What to work on: I need each line of the entries below that includes the string "found".

Provided material:
* * * * * * * * *
// pgvault/src/retention/mod.rs
pub mod policy;

pub use policy::{BackupArtifact, RetentionPolicy};

use chrono::{DateTime, NaiveDateTime, Utc};
use regex::Regex;
use serde::Serialize;
use std::sync::{Arc, LazyLock};
use tracing::{debug, info, warn};

use crate::config::RetentionConfig;
use crate::errors::Result;
use crate::storage::{self, StorageClient, StorageObject};
use crate::template::COMPACT_TIMESTAMP_FORMAT;

static TIMESTAMP_TOKEN: LazyLock<Regex> =
    LazyLock::new(|| Regex::new(r"\d{8}-\d{6}").expect("timestamp token pattern is valid"));

/// Parses the first valid `YYYYMMDD-HHMMSS` token found anywhere in `key`.
pub fn parse_key_timestamp(key: &str) -> Option<DateTime<Utc>> {
    TIMESTAMP_TOKEN.find_iter(key).find_map(|token| {
        NaiveDateTime::parse_from_str(token.as_str(), COMPACT_TIMESTAMP_FORMAT)
            .ok()
            .map(|naive| naive.and_utc())
    })
}

/// Attaches a timestamp to every object: the one embedded in the key, else the
/// provider's last-modified time. Objects with neither are left out entirely.
pub fn derive_artifacts(objects: Vec<StorageObject>) -> Vec<BackupArtifact> {
    objects
        .into_iter()
        .filter_map(|object| {
            let timestamp = parse_key_timestamp(&object.key).or(object.last_modified);
            match timestamp {
                Some(timestamp) => Some(BackupArtifact {
                    key: object.key,
                    timestamp,
                    size: object.size,
                }),
                None => {
                    debug!(key = %object.key, "no timestamp for object, excluded from retention");
                    None
                }
            }
        })
        .collect()
}

/// Outcome of a deletion sweep.
#[derive(Debug, Clone, Default, Serialize, PartialEq, Eq)]
pub struct DeleteSummary {
    pub deleted: Vec<String>,
    pub failed: Vec<String>,
}

pub struct RetentionManager {
    storage: Arc<dyn StorageClient>,
}

impl RetentionManager {
    pub fn new(storage: Arc<dyn StorageClient>) -> Self {
        Self { storage }
    }

    /// Returns the keys under `prefix` that the policy does not keep.
    /// Nothing is deleted here; see [`RetentionManager::delete_files`].
    pub async fn apply_retention(
        &self,
        prefix: &str,
        policy: Option<&RetentionPolicy>,
    ) -> Result<Vec<String>> {
        self.apply_retention_at(prefix, policy, Utc::now()).await
    }

    pub async fn apply_retention_at(
        &self,
        prefix: &str,
        policy: Option<&RetentionPolicy>,
        now: DateTime<Utc>,
    ) -> Result<Vec<String>> {
        let Some(policy) = policy else {
            debug!(prefix, "no retention policy, nothing to do");
            return Ok(Vec::new());
        };
        if !policy.has_active_rule() {
            info!(prefix, ?policy, "retention policy has no active rule, skipping");
            return Ok(Vec::new());
        }

        let objects = self.storage.list(prefix).await?;
        if objects.is_empty() {
            info!(prefix, "no backups found under prefix");
            return Ok(Vec::new());
        }
        let listed = objects.len();

        let mut artifacts = derive_artifacts(objects);
        // Stable: equal timestamps keep listing order.
        artifacts.sort_by(|a, b| b.timestamp.cmp(&a.timestamp));

        let keep = policy::compute_keep_set(&artifacts, policy, now);
        let to_delete: Vec<String> = artifacts
            .into_iter()
            .filter(|a| !keep.contains(&a.key))
            .map(|a| a.key)
            .collect();

        info!(
            prefix,
            listed,
            kept = keep.len(),
            to_delete = to_delete.len(),
            "retention evaluated"
        );
        Ok(to_delete)
    }

    /// Deletes each key independently. Failures are logged and the sweep
    /// continues; this never fails the job.
    pub async fn delete_files(&self, keys: &[String]) -> DeleteSummary {
        let mut summary = DeleteSummary::default();
        for key in keys {
            match self.storage.delete(key).await {
                Ok(()) => {
                    info!(key = %key, "deleted expired backup");
                    summary.deleted.push(key.clone());
                }
                Err(err) => {
                    warn!(key = %key, error = %err, "failed to delete expired backup, continuing");
                    summary.failed.push(key.clone());
                }
            }
        }
        summary
    }
}

/// Printed by the retention job.
#[derive(Debug, Clone, Default, Serialize)]
pub struct RetentionSummary {
    pub candidates: Vec<String>,
    #[serde(flatten)]
    pub outcome: DeleteSummary,
}

impl RetentionManager {
    pub async fn sweep(&self, prefix: &str, policy: Option<&RetentionPolicy>) -> Result<RetentionSummary> {
        let candidates = self.apply_retention(prefix, policy).await?;
        let outcome = self.delete_files(&candidates).await;
        if !outcome.failed.is_empty() {
            warn!(prefix, failed = outcome.failed.len(), "some expired backups could not be deleted");
        }
        Ok(RetentionSummary { candidates, outcome })
    }
}

/// Entry point for the retention job.
pub async fn run_retention(config: &RetentionConfig) -> Result<RetentionSummary> {
    let storage = storage::connect(&config.storage).await?;
    RetentionManager::new(storage)
        .sweep(&config.prefix, config.policy.as_ref())
        .await
}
* * * * * * * * *
Solution to the problem:
/// Parses the first valid `YYYYMMDD-HHMMSS` token found anywhere in `key`.
            info!(prefix, "no backups found under prefix");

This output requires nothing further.